For the string "taken", find every matching line in the records and copy it.

── Raw data

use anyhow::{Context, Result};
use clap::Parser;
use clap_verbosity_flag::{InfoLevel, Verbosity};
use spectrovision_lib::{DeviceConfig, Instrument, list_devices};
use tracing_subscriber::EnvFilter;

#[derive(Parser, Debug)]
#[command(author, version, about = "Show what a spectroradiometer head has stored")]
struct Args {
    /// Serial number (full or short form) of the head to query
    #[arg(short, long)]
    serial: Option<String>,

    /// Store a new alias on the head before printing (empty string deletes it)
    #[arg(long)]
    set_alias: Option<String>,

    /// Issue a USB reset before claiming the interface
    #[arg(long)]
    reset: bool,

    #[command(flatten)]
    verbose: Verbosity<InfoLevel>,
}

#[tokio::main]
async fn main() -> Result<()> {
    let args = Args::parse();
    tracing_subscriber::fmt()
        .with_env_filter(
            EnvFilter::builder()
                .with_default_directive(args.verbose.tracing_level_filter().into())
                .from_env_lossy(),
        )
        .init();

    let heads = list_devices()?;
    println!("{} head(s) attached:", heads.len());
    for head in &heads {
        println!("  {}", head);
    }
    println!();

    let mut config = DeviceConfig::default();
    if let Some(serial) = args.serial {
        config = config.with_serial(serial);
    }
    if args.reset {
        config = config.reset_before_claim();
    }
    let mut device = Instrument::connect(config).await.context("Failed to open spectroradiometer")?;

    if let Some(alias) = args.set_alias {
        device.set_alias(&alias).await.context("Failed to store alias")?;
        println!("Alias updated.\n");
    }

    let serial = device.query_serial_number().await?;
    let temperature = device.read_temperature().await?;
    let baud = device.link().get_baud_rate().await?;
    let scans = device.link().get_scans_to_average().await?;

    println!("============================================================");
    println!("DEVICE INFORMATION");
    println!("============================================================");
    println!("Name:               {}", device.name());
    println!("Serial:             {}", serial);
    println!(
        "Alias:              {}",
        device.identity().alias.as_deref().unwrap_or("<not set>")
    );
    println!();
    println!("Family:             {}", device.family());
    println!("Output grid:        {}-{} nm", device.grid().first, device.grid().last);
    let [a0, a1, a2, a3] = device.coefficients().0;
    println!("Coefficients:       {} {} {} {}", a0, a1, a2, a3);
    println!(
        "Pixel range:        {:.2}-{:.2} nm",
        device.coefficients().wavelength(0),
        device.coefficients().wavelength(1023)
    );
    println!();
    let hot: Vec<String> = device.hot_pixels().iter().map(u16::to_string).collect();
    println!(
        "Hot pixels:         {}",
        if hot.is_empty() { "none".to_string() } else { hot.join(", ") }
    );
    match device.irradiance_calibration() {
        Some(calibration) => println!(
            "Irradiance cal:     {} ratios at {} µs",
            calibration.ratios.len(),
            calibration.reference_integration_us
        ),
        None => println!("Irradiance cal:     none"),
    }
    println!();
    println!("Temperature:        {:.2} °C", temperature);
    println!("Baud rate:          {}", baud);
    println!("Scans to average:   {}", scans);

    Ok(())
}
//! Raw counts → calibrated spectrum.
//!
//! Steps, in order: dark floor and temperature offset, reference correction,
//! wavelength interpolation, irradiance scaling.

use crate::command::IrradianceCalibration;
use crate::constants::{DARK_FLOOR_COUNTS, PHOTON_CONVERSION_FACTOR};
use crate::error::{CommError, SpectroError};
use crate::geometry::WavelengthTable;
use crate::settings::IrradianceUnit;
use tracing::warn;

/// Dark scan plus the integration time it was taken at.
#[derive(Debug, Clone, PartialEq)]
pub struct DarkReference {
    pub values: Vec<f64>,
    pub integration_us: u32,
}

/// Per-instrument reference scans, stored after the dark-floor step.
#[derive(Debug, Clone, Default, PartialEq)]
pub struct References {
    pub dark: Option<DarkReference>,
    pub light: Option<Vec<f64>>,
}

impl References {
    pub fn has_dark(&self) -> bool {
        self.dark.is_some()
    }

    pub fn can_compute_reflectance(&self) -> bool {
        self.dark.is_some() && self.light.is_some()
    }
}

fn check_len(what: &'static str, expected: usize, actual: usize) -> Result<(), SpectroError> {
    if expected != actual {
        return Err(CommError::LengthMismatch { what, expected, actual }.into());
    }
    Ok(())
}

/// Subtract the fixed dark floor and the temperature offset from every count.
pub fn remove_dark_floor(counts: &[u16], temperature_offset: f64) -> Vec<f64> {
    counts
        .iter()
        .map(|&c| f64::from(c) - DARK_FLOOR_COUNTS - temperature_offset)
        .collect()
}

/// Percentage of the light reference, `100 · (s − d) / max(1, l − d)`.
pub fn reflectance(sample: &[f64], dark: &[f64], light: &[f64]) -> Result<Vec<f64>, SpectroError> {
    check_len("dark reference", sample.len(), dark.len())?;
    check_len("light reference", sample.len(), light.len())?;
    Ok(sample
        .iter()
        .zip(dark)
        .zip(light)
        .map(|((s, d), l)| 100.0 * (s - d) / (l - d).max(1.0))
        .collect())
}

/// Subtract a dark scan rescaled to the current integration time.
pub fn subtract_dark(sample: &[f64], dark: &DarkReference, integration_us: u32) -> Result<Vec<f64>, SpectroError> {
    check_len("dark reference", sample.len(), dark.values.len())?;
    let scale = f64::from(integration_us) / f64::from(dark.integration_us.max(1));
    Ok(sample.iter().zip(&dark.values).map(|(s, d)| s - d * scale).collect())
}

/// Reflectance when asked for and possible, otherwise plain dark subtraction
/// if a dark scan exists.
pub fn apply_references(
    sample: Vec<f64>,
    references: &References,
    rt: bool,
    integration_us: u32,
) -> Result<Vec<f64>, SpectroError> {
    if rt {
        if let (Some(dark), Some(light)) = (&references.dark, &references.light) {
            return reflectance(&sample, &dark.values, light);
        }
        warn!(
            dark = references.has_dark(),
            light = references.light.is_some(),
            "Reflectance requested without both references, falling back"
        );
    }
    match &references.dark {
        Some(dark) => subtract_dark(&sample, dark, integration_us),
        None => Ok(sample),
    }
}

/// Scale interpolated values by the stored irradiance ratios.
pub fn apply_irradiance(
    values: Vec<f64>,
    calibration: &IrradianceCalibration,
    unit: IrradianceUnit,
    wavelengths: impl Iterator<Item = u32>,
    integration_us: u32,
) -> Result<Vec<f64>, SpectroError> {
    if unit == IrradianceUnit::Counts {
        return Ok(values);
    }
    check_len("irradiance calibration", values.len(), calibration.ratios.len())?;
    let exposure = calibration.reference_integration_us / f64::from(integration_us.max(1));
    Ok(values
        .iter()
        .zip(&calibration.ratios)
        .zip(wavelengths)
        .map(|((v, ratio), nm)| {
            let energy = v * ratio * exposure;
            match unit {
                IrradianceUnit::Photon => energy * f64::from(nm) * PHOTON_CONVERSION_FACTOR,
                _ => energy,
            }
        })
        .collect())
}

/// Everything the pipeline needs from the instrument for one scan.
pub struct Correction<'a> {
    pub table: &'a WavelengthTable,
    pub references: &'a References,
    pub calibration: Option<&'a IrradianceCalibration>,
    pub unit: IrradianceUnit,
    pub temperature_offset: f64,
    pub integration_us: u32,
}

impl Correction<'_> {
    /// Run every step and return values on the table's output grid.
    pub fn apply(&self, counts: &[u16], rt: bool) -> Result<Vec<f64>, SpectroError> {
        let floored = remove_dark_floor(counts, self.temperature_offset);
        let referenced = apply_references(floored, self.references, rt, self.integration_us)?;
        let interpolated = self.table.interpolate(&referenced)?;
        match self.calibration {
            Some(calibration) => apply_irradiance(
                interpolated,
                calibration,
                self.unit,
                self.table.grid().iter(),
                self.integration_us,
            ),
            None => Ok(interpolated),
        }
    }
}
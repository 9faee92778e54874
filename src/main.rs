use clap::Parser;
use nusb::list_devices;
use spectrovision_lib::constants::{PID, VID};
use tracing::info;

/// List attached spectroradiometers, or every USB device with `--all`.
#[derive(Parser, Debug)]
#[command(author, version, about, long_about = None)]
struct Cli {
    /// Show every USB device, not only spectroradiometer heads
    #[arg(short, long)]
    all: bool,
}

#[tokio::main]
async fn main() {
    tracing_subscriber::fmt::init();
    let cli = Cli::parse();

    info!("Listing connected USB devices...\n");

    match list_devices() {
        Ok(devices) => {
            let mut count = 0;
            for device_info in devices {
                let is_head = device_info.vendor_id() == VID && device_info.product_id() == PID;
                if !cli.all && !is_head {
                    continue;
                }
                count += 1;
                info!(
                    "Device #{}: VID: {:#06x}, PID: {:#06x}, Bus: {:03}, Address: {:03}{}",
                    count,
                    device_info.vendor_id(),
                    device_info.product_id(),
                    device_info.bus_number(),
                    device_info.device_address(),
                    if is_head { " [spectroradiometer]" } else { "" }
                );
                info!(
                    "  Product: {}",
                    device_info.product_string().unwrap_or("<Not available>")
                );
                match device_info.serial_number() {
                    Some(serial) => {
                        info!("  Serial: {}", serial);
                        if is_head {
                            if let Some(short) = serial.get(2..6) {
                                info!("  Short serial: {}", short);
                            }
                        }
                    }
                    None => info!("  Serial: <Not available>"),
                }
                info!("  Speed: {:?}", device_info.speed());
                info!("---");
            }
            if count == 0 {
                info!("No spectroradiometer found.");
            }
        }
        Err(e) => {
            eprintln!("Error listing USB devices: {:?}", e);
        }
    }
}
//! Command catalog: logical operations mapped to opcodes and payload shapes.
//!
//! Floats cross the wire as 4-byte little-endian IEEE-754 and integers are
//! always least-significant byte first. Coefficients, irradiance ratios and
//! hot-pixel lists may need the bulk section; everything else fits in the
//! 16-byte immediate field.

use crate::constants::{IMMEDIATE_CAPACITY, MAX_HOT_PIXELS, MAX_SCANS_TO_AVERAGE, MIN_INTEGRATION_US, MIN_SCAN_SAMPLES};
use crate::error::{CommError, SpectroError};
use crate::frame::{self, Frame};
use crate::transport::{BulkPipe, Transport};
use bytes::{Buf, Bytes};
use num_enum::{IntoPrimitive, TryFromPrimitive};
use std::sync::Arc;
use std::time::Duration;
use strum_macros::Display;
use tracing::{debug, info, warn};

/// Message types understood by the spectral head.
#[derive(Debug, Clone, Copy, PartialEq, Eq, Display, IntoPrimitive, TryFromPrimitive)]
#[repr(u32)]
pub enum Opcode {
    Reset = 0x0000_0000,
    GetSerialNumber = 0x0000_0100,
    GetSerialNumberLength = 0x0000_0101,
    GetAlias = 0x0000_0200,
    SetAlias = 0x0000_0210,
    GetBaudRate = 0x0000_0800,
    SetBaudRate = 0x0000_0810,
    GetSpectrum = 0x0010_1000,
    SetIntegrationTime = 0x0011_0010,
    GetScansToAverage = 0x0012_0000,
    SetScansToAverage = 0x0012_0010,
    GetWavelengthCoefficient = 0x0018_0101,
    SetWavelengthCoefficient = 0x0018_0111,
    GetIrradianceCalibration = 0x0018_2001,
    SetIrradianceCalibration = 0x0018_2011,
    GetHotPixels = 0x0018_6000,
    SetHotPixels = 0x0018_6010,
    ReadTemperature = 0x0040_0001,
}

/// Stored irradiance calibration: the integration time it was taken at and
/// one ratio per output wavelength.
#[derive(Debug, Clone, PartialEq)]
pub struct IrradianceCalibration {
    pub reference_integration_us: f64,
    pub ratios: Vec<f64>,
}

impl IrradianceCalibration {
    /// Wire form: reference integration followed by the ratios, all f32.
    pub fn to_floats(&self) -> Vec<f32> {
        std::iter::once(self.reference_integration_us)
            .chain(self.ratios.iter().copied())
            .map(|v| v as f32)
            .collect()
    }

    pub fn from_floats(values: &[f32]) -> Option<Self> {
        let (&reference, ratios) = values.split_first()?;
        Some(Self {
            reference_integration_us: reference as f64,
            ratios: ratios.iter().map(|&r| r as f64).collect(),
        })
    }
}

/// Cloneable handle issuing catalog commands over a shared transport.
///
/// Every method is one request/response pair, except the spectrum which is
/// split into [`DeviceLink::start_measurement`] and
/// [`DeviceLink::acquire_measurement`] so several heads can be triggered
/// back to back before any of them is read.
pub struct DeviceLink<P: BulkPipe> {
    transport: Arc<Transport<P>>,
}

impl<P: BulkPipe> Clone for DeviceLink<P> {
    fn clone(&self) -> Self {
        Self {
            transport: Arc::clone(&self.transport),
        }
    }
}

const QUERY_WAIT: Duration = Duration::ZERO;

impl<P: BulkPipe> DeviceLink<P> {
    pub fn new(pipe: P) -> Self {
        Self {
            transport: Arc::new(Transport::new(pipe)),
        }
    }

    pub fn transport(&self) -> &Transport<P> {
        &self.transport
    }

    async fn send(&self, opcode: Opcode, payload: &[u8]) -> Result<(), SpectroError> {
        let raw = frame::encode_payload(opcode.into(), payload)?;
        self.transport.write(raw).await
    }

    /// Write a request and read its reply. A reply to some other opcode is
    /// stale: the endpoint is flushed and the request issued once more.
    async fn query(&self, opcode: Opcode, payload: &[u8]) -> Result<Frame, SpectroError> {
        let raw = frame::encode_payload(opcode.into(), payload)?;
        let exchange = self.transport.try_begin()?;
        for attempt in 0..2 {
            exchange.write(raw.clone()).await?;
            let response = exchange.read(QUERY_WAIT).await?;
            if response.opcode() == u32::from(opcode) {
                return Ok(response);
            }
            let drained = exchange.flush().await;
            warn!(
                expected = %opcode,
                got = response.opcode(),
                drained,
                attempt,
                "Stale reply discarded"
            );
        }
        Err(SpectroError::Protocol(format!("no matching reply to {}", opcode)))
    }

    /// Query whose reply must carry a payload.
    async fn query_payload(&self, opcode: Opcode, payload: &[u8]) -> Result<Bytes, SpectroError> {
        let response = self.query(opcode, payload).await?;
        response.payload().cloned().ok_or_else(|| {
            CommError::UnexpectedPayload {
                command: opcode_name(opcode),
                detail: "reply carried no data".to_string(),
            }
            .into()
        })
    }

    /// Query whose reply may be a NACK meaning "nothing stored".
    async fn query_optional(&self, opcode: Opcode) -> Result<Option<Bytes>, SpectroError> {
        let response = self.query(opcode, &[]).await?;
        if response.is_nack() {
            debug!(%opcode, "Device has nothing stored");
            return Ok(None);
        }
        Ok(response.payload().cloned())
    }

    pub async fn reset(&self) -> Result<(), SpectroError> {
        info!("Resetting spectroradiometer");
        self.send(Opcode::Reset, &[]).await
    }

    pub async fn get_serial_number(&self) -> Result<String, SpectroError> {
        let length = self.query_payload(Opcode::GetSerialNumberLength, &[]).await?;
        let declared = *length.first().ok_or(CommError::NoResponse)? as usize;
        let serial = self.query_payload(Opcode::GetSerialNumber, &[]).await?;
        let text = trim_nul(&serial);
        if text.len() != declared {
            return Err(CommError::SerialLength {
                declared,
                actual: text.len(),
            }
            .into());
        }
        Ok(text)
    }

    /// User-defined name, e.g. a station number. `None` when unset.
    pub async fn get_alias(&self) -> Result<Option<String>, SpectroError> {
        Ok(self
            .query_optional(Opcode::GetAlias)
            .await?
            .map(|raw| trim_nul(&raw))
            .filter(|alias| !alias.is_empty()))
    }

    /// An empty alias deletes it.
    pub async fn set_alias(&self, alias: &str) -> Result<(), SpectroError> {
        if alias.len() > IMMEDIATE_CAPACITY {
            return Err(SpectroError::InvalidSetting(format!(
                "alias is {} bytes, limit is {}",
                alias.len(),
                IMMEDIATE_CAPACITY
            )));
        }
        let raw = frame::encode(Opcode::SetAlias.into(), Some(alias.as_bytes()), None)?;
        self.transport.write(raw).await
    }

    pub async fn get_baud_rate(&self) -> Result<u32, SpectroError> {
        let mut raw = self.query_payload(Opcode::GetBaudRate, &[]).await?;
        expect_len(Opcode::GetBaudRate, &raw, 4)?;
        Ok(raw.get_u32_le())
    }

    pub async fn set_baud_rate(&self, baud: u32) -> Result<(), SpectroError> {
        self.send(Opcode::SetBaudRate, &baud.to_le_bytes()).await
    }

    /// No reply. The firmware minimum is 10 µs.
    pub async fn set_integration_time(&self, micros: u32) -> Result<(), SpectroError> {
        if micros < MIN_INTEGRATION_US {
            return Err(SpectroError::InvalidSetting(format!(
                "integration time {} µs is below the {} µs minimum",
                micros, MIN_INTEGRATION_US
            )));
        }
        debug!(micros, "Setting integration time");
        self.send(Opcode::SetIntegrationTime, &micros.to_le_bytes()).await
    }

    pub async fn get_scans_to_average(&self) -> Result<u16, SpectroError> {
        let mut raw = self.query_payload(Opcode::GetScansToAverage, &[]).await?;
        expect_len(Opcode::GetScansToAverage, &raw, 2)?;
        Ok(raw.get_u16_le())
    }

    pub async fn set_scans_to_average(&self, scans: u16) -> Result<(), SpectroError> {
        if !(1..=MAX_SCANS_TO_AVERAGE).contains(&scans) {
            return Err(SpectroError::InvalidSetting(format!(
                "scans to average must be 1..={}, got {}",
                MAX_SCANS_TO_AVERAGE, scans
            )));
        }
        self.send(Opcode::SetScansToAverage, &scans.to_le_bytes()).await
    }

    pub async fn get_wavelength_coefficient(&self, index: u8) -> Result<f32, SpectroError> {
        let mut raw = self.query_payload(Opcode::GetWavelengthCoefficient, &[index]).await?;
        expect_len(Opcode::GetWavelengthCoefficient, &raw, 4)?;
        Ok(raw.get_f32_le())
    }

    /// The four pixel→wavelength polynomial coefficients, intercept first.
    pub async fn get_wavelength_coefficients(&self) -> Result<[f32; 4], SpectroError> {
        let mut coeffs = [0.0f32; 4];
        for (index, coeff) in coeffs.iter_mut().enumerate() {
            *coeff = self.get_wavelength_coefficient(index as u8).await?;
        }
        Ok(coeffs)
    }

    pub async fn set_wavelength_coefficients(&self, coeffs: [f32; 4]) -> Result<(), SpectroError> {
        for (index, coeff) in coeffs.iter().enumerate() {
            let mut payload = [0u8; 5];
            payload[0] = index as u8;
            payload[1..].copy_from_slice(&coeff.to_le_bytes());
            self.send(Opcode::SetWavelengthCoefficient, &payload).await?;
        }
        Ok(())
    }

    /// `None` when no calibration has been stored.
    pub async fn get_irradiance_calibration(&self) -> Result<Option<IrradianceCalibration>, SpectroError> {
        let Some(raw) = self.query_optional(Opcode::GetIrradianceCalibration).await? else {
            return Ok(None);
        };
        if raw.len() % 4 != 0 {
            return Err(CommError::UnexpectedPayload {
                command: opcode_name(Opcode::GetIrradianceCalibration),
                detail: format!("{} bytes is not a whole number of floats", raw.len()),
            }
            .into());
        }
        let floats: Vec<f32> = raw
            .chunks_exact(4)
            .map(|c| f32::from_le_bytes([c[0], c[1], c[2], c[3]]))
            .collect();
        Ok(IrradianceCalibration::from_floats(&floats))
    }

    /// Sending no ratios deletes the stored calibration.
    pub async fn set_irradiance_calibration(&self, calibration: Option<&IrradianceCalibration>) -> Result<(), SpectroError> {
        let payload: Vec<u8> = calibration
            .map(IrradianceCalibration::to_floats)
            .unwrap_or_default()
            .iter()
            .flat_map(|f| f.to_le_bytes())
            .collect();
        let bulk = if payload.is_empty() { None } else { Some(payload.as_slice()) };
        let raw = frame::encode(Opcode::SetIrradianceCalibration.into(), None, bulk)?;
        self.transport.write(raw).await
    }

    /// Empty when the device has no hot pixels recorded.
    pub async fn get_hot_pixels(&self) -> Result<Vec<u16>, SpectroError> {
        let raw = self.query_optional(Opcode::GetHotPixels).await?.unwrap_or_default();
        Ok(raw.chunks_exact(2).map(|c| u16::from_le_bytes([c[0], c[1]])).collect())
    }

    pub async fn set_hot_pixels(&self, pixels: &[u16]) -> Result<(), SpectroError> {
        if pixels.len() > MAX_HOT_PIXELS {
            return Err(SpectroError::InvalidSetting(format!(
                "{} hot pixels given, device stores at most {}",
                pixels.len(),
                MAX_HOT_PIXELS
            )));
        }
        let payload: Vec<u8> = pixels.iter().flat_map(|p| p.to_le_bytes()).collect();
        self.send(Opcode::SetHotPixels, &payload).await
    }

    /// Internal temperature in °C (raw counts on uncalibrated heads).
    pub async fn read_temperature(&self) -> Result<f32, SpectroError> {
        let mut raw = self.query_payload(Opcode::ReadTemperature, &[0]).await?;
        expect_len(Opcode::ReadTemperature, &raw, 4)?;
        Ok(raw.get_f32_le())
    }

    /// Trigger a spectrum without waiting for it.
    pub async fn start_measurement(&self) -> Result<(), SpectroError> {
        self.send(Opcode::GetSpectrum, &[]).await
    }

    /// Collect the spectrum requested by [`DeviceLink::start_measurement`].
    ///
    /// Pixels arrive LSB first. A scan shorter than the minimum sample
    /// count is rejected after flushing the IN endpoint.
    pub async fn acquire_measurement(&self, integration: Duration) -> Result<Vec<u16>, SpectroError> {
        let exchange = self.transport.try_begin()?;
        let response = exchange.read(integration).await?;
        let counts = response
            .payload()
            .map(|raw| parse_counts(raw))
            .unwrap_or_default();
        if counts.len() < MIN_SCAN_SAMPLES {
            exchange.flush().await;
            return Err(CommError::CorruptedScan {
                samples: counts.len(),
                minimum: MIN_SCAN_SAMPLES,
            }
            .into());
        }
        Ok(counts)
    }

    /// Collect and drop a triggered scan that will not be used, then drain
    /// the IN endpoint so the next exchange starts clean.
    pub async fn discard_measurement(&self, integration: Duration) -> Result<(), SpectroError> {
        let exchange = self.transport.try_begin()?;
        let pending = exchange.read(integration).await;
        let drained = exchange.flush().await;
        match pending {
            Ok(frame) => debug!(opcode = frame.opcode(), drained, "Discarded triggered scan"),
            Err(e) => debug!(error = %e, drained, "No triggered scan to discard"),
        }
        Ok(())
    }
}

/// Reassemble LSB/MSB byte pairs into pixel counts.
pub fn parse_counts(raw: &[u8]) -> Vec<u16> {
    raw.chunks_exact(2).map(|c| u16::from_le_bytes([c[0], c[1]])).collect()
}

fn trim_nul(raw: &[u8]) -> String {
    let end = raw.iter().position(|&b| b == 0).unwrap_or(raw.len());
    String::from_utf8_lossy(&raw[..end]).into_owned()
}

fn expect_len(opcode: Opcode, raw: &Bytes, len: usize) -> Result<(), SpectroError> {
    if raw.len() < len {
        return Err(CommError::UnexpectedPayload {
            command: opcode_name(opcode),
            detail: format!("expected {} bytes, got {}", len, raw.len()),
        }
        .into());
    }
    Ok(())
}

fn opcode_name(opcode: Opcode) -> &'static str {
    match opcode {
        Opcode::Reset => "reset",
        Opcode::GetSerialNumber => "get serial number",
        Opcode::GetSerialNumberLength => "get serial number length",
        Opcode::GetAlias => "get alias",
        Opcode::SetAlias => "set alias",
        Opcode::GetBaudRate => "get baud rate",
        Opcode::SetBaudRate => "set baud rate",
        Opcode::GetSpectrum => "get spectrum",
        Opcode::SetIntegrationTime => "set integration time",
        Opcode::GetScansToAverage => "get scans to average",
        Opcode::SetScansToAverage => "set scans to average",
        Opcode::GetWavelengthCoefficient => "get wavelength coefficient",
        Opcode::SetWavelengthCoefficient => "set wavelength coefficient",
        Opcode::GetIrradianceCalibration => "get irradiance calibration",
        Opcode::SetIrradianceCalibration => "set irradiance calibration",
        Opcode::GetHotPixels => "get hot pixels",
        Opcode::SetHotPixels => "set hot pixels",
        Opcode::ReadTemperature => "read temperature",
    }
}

────

### Result
/// Dark scan plus the integration time it was taken at.
/// Stored irradiance calibration: the integration time it was taken at and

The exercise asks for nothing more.